//! Blog posts and media uploads.

use chrono::{DateTime, Utc};
use serde::{Deserialize, Serialize};
use thiserror::Error;
use vitrine_core::{MediaId, PostId, PostStatus};

/// A blog post. List responses omit `body`.
#[derive(Debug, Clone, PartialEq, Eq, Serialize, Deserialize)]
pub struct Post {
    pub id: PostId,
    pub slug: String,
    pub title: String,
    #[serde(default)]
    pub excerpt: String,
    /// Editor markup, passed through untouched.
    #[serde(default)]
    pub body: String,
    #[serde(default)]
    pub status: PostStatus,
    #[serde(default)]
    pub cover_url: Option<String>,
    #[serde(default)]
    pub author: Option<String>,
    #[serde(default)]
    pub published_at: Option<DateTime<Utc>>,
}

/// One page of `GET blog`.
#[derive(Debug, Clone, Default, Deserialize)]
pub struct PostPage {
    #[serde(default)]
    pub items: Vec<Post>,
    #[serde(default)]
    pub total: u64,
}

/// Post form validation failure.
#[derive(Debug, Clone, PartialEq, Eq, Error)]
pub enum PostInputError {
    #[error("title cannot be empty")]
    EmptyTitle,
    #[error("title must be at most {max} characters")]
    TitleTooLong { max: usize },
    #[error("a published post needs a body")]
    EmptyBody,
}

/// Body of `POST blog` and `PUT blog/{id}`.
#[derive(Debug, Clone, Default, Serialize)]
pub struct PostInput {
    pub title: String,
    pub excerpt: String,
    pub body: String,
    pub status: PostStatus,
    #[serde(skip_serializing_if = "Option::is_none")]
    pub cover: Option<MediaId>,
}

impl PostInput {
    pub const MAX_TITLE_LENGTH: usize = 200;

    /// Check the form before it is submitted.
    ///
    /// # Errors
    ///
    /// Returns the first rule the input breaks.
    pub fn validate(&self) -> Result<(), PostInputError> {
        let title = self.title.trim();
        if title.is_empty() {
            return Err(PostInputError::EmptyTitle);
        }
        if title.chars().count() > Self::MAX_TITLE_LENGTH {
            return Err(PostInputError::TitleTooLong {
                max: Self::MAX_TITLE_LENGTH,
            });
        }
        if self.status.is_public() && self.body.trim().is_empty() {
            return Err(PostInputError::EmptyBody);
        }
        Ok(())
    }
}

/// A stored upload.
#[derive(Debug, Clone, PartialEq, Eq, Deserialize)]
pub struct Media {
    pub id: MediaId,
    pub url: String,
}
//! Vitrine CLI - drive the storefront client from a terminal.
//!
//! # Usage
//!
//! ```bash
//! # Sign in; the session is kept in the state dir for later commands
//! vitrine login -e ann@example.com -p 'correct horse'
//!
//! # Browse the catalog
//! vitrine catalog list --search lamp --filter brand=3 --page 2
//! vitrine catalog show 42
//!
//! # Cart
//! vitrine cart toggle 42
//! vitrine cart show
//!
//! # Sign out everywhere
//! vitrine logout --all
//! ```
//!
//! # Environment Variables
//!
//! Everything `ClientConfig::from_env` reads, plus:
//! - `VITRINE_LOG_JSON` - Set to `1` for JSON log lines
//! - `RUST_LOG` - Log filter (default: `vitrine_storefront=info,vitrine_cli=info`)

#![cfg_attr(not(test), forbid(unsafe_code))]
#![allow(clippy::print_stdout)]

use std::path::PathBuf;

use clap::{Parser, Subcommand};
use tracing_subscriber::{layer::SubscriberExt, util::SubscriberInitExt};
use vitrine_core::{PostId, ProductId};
use vitrine_storefront::{ClientConfig, Storefront};

mod commands;

use commands::CliError;

/// State directory used when `VITRINE_STATE_DIR` is unset.
const DEFAULT_STATE_DIR: &str = ".vitrine";

#[derive(Parser)]
#[command(name = "vitrine")]
#[command(author, version, about = "Vitrine storefront client")]
struct Cli {
    /// Directory holding the persisted session and preferences
    #[arg(long, global = true)]
    state_dir: Option<PathBuf>,

    #[command(subcommand)]
    command: Commands,
}

#[derive(Subcommand)]
enum Commands {
    /// Sign in with email and password
    Login {
        #[arg(short, long)]
        email: String,

        #[arg(short, long)]
        password: String,
    },
    /// Create an account and sign in
    Register {
        #[arg(short, long)]
        name: String,

        #[arg(short, long)]
        email: String,

        #[arg(short, long)]
        password: String,

        /// Repeat of the password
        #[arg(short, long)]
        confirm: String,
    },
    /// Show the signed-in user
    Whoami,
    /// Sign out
    Logout {
        /// Revoke every session of this account, not only this one
        #[arg(long)]
        all: bool,
    },
    /// Browse products
    Catalog {
        #[command(subcommand)]
        action: CatalogAction,
    },
    /// Inspect or change the cart
    Cart {
        #[command(subcommand)]
        action: CartAction,
    },
    /// Print the navigation menu
    Menu,
    /// Read blog posts
    Blog {
        #[command(subcommand)]
        action: BlogAction,
    },
}

#[derive(Subcommand)]
enum CatalogAction {
    /// List one page of products
    List {
        /// Full-text search term
        #[arg(short, long, default_value = "")]
        search: String,

        /// Page number, starting at 1
        #[arg(short, long, default_value_t = 1)]
        page: u32,

        /// Filter as `field=value_id`; repeat for more values
        #[arg(short, long)]
        filter: Vec<String>,
    },
    /// Show one product
    Show { id: ProductId },
}

#[derive(Subcommand)]
enum CartAction {
    /// List cart items
    Show,
    /// Add the product if absent, remove it if present
    Toggle { id: ProductId },
}

#[derive(Subcommand)]
enum BlogAction {
    /// List one page of posts
    List {
        #[arg(short, long, default_value_t = 1)]
        page: u32,
    },
    /// Print a post
    Show { slug: String },
    /// Delete a post (staff only)
    Delete { id: PostId },
}

fn init_tracing() {
    let env_filter = tracing_subscriber::EnvFilter::try_from_default_env()
        .unwrap_or_else(|_| "vitrine_storefront=info,vitrine_cli=info".into());
    let json = std::env::var("VITRINE_LOG_JSON").is_ok_and(|v| v == "1");

    // Logs go to stderr so command output can be piped
    tracing_subscriber::registry()
        .with(env_filter)
        .with(json.then(|| tracing_subscriber::fmt::layer().json().with_writer(std::io::stderr)))
        .with((!json).then(|| tracing_subscriber::fmt::layer().with_writer(std::io::stderr)))
        .init();
}

#[tokio::main]
async fn main() {
    init_tracing();

    let cli = Cli::parse();

    if let Err(e) = run(cli).await {
        tracing::error!("Command failed: {e}");
        std::process::exit(1);
    }
}

async fn run(cli: Cli) -> Result<(), CliError> {
    let mut config = ClientConfig::from_env()?;
    if let Some(dir) = cli.state_dir {
        config.state_dir = Some(dir);
    } else if config.state_dir.is_none() {
        config.state_dir = Some(PathBuf::from(DEFAULT_STATE_DIR));
    }

    let app = Storefront::new(config)?;
    app.start().await;

    match cli.command {
        Commands::Login { email, password } => {
            commands::account::login(&app, &email, &password).await?;
        }
        Commands::Register {
            name,
            email,
            password,
            confirm,
        } => commands::account::register(&app, &name, &email, &password, &confirm).await?,
        Commands::Whoami => commands::account::whoami(&app)?,
        Commands::Logout { all } => commands::account::logout(&app, all).await?,
        Commands::Catalog { action } => match action {
            CatalogAction::List {
                search,
                page,
                filter,
            } => commands::shop::list_catalog(&app, &search, page, &filter).await?,
            CatalogAction::Show { id } => commands::shop::show_product(&app, id).await?,
        },
        Commands::Cart { action } => match action {
            CartAction::Show => commands::shop::show_cart(&app).await?,
            CartAction::Toggle { id } => commands::shop::toggle_cart(&app, id).await?,
        },
        Commands::Menu => commands::shop::show_menu(&app).await?,
        Commands::Blog { action } => match action {
            BlogAction::List { page } => commands::blog::list(&app, page).await?,
            BlogAction::Show { slug } => commands::blog::show(&app, &slug).await?,
            BlogAction::Delete { id } => commands::blog::delete(&app, id).await?,
        },
    }
    Ok(())
}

■ ■ ■ ■

Your goal:
Each of the records is to be written out again exactly.

Your solution:
//! Blog posts and media uploads.

use chrono::{DateTime, Utc};
use serde::{Deserialize, Serialize};
use thiserror::Error;
use vitrine_core::{MediaId, PostId, PostStatus};

/// A blog post. List responses omit `body`.
#[derive(Debug, Clone, PartialEq, Eq, Serialize, Deserialize)]
pub struct Post {
    pub id: PostId,
    pub slug: String,
    pub title: String,
    #[serde(default)]
    pub excerpt: String,
    /// Editor markup, passed through untouched.
    #[serde(default)]
    pub body: String,
    #[serde(default)]
    pub status: PostStatus,
    #[serde(default)]
    pub cover_url: Option<String>,
    #[serde(default)]
    pub author: Option<String>,
    #[serde(default)]
    pub published_at: Option<DateTime<Utc>>,
}

/// One page of `GET blog`.
#[derive(Debug, Clone, Default, Deserialize)]
pub struct PostPage {
    #[serde(default)]
    pub items: Vec<Post>,
    #[serde(default)]
    pub total: u64,
}

/// Post form validation failure.
#[derive(Debug, Clone, PartialEq, Eq, Error)]
pub enum PostInputError {
    #[error("title cannot be empty")]
    EmptyTitle,
    #[error("title must be at most {max} characters")]
    TitleTooLong { max: usize },
    #[error("a published post needs a body")]
    EmptyBody,
}

/// Body of `POST blog` and `PUT blog/{id}`.
#[derive(Debug, Clone, Default, Serialize)]
pub struct PostInput {
    pub title: String,
    pub excerpt: String,
    pub body: String,
    pub status: PostStatus,
    #[serde(skip_serializing_if = "Option::is_none")]
    pub cover: Option<MediaId>,
}

impl PostInput {
    pub const MAX_TITLE_LENGTH: usize = 200;

    /// Check the form before it is submitted.
    ///
    /// # Errors
    ///
    /// Returns the first rule the input breaks.
    pub fn validate(&self) -> Result<(), PostInputError> {
        let title = self.title.trim();
        if title.is_empty() {
            return Err(PostInputError::EmptyTitle);
        }
        if title.chars().count() > Self::MAX_TITLE_LENGTH {
            return Err(PostInputError::TitleTooLong {
                max: Self::MAX_TITLE_LENGTH,
            });
        }
        if self.status.is_public() && self.body.trim().is_empty() {
            return Err(PostInputError::EmptyBody);
        }
        Ok(())
    }
}

/// A stored upload.
#[derive(Debug, Clone, PartialEq, Eq, Deserialize)]
pub struct Media {
    pub id: MediaId,
    pub url: String,
}
//! Vitrine CLI - drive the storefront client from a terminal.
//!
//! # Usage
//!
//! ```bash
//! # Sign in; the session is kept in the state dir for later commands
//! vitrine login -e ann@example.com -p 'correct horse'
//!
//! # Browse the catalog
//! vitrine catalog list --search lamp --filter brand=3 --page 2
//! vitrine catalog show 42
//!
//! # Cart
//! vitrine cart toggle 42
//! vitrine cart show
//!
//! # Sign out everywhere
//! vitrine logout --all
//! ```
//!
//! # Environment Variables
//!
//! Everything `ClientConfig::from_env` reads, plus:
//! - `VITRINE_LOG_JSON` - Set to `1` for JSON log lines
//! - `RUST_LOG` - Log filter (default: `vitrine_storefront=info,vitrine_cli=info`)

#![cfg_attr(not(test), forbid(unsafe_code))]
#![allow(clippy::print_stdout)]

use std::path::PathBuf;

use clap::{Parser, Subcommand};
use tracing_subscriber::{layer::SubscriberExt, util::SubscriberInitExt};
use vitrine_core::{PostId, ProductId};
use vitrine_storefront::{ClientConfig, Storefront};

mod commands;

use commands::CliError;

/// State directory used when `VITRINE_STATE_DIR` is unset.
const DEFAULT_STATE_DIR: &str = ".vitrine";

#[derive(Parser)]
#[command(name = "vitrine")]
#[command(author, version, about = "Vitrine storefront client")]
struct Cli {
    /// Directory holding the persisted session and preferences
    #[arg(long, global = true)]
    state_dir: Option<PathBuf>,

    #[command(subcommand)]
    command: Commands,
}

#[derive(Subcommand)]
enum Commands {
    /// Sign in with email and password
    Login {
        #[arg(short, long)]
        email: String,

        #[arg(short, long)]
        password: String,
    },
    /// Create an account and sign in
    Register {
        #[arg(short, long)]
        name: String,

        #[arg(short, long)]
        email: String,

        #[arg(short, long)]
        password: String,

        /// Repeat of the password
        #[arg(short, long)]
        confirm: String,
    },
    /// Show the signed-in user
    Whoami,
    /// Sign out
    Logout {
        /// Revoke every session of this account, not only this one
        #[arg(long)]
        all: bool,
    },
    /// Browse products
    Catalog {
        #[command(subcommand)]
        action: CatalogAction,
    },
    /// Inspect or change the cart
    Cart {
        #[command(subcommand)]
        action: CartAction,
    },
    /// Print the navigation menu
    Menu,
    /// Read blog posts
    Blog {
        #[command(subcommand)]
        action: BlogAction,
    },
}

#[derive(Subcommand)]
enum CatalogAction {
    /// List one page of products
    List {
        /// Full-text search term
        #[arg(short, long, default_value = "")]
        search: String,

        /// Page number, starting at 1
        #[arg(short, long, default_value_t = 1)]
        page: u32,

        /// Filter as `field=value_id`; repeat for more values
        #[arg(short, long)]
        filter: Vec<String>,
    },
    /// Show one product
    Show { id: ProductId },
}

#[derive(Subcommand)]
enum CartAction {
    /// List cart items
    Show,
    /// Add the product if absent, remove it if present
    Toggle { id: ProductId },
}

#[derive(Subcommand)]
enum BlogAction {
    /// List one page of posts
    List {
        #[arg(short, long, default_value_t = 1)]
        page: u32,
    },
    /// Print a post
    Show { slug: String },
    /// Delete a post (staff only)
    Delete { id: PostId },
}

fn init_tracing() {
    let env_filter = tracing_subscriber::EnvFilter::try_from_default_env()
        .unwrap_or_else(|_| "vitrine_storefront=info,vitrine_cli=info".into());
    let json = std::env::var("VITRINE_LOG_JSON").is_ok_and(|v| v == "1");

    // Logs go to stderr so command output can be piped
    tracing_subscriber::registry()
        .with(env_filter)
        .with(json.then(|| tracing_subscriber::fmt::layer().json().with_writer(std::io::stderr)))
        .with((!json).then(|| tracing_subscriber::fmt::layer().with_writer(std::io::stderr)))
        .init();
}

#[tokio::main]
async fn main() {
    init_tracing();

    let cli = Cli::parse();

    if let Err(e) = run(cli).await {
        tracing::error!("Command failed: {e}");
        std::process::exit(1);
    }
}

async fn run(cli: Cli) -> Result<(), CliError> {
    let mut config = ClientConfig::from_env()?;
    if let Some(dir) = cli.state_dir {
        config.state_dir = Some(dir);
    } else if config.state_dir.is_none() {
        config.state_dir = Some(PathBuf::from(DEFAULT_STATE_DIR));
    }

    let app = Storefront::new(config)?;
    app.start().await;

    match cli.command {
        Commands::Login { email, password } => {
            commands::account::login(&app, &email, &password).await?;
        }
        Commands::Register {
            name,
            email,
            password,
            confirm,
        } => commands::account::register(&app, &name, &email, &password, &confirm).await?,
        Commands::Whoami => commands::account::whoami(&app)?,
        Commands::Logout { all } => commands::account::logout(&app, all).await?,
        Commands::Catalog { action } => match action {
            CatalogAction::List {
                search,
                page,
                filter,
            } => commands::shop::list_catalog(&app, &search, page, &filter).await?,
            CatalogAction::Show { id } => commands::shop::show_product(&app, id).await?,
        },
        Commands::Cart { action } => match action {
            CartAction::Show => commands::shop::show_cart(&app).await?,
            CartAction::Toggle { id } => commands::shop::toggle_cart(&app, id).await?,
        },
        Commands::Menu => commands::shop::show_menu(&app).await?,
        Commands::Blog { action } => match action {
            BlogAction::List { page } => commands::blog::list(&app, page).await?,
            BlogAction::Show { slug } => commands::blog::show(&app, &slug).await?,
            BlogAction::Delete { id } => commands::blog::delete(&app, id).await?,
        },
    }
    Ok(())
}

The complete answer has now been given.